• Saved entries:
· · ·

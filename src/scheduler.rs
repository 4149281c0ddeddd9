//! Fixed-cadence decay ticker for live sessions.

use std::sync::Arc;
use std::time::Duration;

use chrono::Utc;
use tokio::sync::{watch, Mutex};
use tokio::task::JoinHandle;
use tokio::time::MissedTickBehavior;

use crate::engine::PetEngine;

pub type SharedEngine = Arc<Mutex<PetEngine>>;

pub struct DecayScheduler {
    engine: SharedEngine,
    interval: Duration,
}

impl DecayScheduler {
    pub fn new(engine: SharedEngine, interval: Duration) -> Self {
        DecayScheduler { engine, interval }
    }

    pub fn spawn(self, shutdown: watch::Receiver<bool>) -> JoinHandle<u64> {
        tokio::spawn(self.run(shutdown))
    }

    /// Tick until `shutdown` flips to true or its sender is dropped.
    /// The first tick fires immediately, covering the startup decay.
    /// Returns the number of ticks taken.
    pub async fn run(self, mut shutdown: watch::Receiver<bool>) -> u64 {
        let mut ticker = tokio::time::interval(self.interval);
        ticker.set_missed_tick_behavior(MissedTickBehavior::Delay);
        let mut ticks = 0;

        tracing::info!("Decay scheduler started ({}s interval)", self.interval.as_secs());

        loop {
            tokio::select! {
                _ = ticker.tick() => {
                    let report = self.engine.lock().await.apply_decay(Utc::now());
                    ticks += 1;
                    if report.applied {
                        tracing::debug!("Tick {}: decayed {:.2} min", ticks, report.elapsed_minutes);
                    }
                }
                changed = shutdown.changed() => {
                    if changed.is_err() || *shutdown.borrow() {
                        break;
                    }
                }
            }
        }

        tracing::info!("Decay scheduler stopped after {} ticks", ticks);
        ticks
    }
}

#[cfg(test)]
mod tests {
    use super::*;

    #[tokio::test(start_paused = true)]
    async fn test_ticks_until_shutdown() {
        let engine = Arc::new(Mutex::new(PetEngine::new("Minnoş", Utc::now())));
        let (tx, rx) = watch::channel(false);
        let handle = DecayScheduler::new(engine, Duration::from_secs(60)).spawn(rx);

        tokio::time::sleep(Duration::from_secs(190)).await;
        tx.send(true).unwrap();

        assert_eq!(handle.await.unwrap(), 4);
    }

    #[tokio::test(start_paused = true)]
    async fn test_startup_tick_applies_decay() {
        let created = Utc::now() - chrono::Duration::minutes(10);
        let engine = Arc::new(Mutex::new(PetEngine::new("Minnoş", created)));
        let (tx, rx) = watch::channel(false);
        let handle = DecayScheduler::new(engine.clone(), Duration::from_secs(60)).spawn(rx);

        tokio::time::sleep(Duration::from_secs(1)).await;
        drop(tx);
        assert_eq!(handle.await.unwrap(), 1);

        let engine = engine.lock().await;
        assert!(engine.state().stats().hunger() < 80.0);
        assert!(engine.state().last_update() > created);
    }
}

· · ·

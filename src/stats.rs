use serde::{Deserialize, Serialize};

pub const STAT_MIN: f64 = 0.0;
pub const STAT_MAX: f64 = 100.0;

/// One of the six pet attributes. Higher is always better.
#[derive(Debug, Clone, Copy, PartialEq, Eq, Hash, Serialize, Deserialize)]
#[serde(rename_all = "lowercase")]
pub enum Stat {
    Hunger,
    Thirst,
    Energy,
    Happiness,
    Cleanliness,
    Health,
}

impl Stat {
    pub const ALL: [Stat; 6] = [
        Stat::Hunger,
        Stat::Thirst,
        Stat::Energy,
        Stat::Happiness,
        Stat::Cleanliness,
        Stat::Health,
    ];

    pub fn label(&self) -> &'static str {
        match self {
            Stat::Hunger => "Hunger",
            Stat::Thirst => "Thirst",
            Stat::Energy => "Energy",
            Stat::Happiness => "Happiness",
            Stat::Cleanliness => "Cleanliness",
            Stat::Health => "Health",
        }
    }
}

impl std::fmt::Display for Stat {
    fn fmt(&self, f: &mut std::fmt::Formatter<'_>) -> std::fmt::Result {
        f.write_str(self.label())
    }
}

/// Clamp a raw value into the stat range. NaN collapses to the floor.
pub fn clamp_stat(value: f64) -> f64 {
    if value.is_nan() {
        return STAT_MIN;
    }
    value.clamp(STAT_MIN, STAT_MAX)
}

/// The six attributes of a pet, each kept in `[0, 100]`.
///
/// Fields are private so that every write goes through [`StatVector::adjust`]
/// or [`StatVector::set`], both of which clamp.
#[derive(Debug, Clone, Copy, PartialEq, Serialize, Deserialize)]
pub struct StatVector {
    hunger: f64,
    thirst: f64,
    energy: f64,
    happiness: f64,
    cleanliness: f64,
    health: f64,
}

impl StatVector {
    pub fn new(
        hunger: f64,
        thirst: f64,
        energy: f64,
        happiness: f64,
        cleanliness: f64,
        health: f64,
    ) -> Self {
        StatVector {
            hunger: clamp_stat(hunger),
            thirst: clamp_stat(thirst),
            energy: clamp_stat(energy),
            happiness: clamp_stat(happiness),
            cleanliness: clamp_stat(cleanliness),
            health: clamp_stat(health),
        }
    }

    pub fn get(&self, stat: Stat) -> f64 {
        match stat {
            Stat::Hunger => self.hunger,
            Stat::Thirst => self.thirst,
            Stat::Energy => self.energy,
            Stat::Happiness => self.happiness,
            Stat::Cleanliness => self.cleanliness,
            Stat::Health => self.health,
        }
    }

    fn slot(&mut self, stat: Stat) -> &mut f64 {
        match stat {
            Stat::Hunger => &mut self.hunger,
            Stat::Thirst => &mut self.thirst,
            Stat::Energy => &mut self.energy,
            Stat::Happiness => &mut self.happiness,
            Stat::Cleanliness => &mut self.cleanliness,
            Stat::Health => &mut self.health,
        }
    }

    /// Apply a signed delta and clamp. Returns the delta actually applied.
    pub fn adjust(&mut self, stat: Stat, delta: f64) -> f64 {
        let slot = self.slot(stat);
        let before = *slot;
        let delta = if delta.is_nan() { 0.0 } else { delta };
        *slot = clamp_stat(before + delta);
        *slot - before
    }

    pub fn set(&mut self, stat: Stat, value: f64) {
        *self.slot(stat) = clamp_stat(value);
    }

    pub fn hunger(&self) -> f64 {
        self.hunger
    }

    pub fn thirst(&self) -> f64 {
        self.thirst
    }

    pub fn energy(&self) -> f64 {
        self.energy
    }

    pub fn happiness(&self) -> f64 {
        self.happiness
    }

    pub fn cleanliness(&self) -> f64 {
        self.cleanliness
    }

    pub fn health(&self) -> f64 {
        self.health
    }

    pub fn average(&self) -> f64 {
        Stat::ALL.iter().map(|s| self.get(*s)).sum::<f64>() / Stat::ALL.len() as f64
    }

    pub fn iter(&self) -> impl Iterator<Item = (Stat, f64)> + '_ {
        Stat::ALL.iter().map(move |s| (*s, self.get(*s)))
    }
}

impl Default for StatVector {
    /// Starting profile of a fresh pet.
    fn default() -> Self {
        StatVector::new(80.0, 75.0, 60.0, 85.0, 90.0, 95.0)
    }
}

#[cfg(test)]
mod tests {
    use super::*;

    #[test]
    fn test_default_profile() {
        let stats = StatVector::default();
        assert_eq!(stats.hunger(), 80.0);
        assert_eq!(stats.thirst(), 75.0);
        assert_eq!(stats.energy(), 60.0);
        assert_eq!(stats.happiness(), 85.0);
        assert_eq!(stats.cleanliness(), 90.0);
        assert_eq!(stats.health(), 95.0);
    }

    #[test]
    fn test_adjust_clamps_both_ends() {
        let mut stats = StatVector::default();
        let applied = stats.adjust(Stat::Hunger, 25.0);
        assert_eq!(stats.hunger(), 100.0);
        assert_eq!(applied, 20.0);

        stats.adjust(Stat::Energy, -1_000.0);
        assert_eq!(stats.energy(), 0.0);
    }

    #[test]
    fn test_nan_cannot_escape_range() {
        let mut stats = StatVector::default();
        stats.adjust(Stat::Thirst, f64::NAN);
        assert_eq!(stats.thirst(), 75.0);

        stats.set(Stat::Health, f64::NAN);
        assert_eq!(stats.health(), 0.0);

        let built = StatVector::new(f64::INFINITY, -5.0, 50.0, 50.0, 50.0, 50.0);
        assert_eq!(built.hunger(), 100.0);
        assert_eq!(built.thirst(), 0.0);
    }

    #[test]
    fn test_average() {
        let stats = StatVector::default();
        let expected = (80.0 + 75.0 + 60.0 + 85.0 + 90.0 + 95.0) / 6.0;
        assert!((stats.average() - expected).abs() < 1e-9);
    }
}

· · ·

• What to work on: Please transcribe only the lines in the records above running from the line that has "filename src/scheduler.rs" through the line that has "use crate::engine::PetEngine;", both included, exactly as they appear.

• Solution for this problem:
filename src/scheduler.rs
repository 4149281c0ddeddd9
//! Fixed-cadence decay ticker for live sessions.

use std::sync::Arc;
use std::time::Duration;

use chrono::Utc;
use tokio::sync::{watch, Mutex};
use tokio::task::JoinHandle;
use tokio::time::MissedTickBehavior;

use crate::engine::PetEngine;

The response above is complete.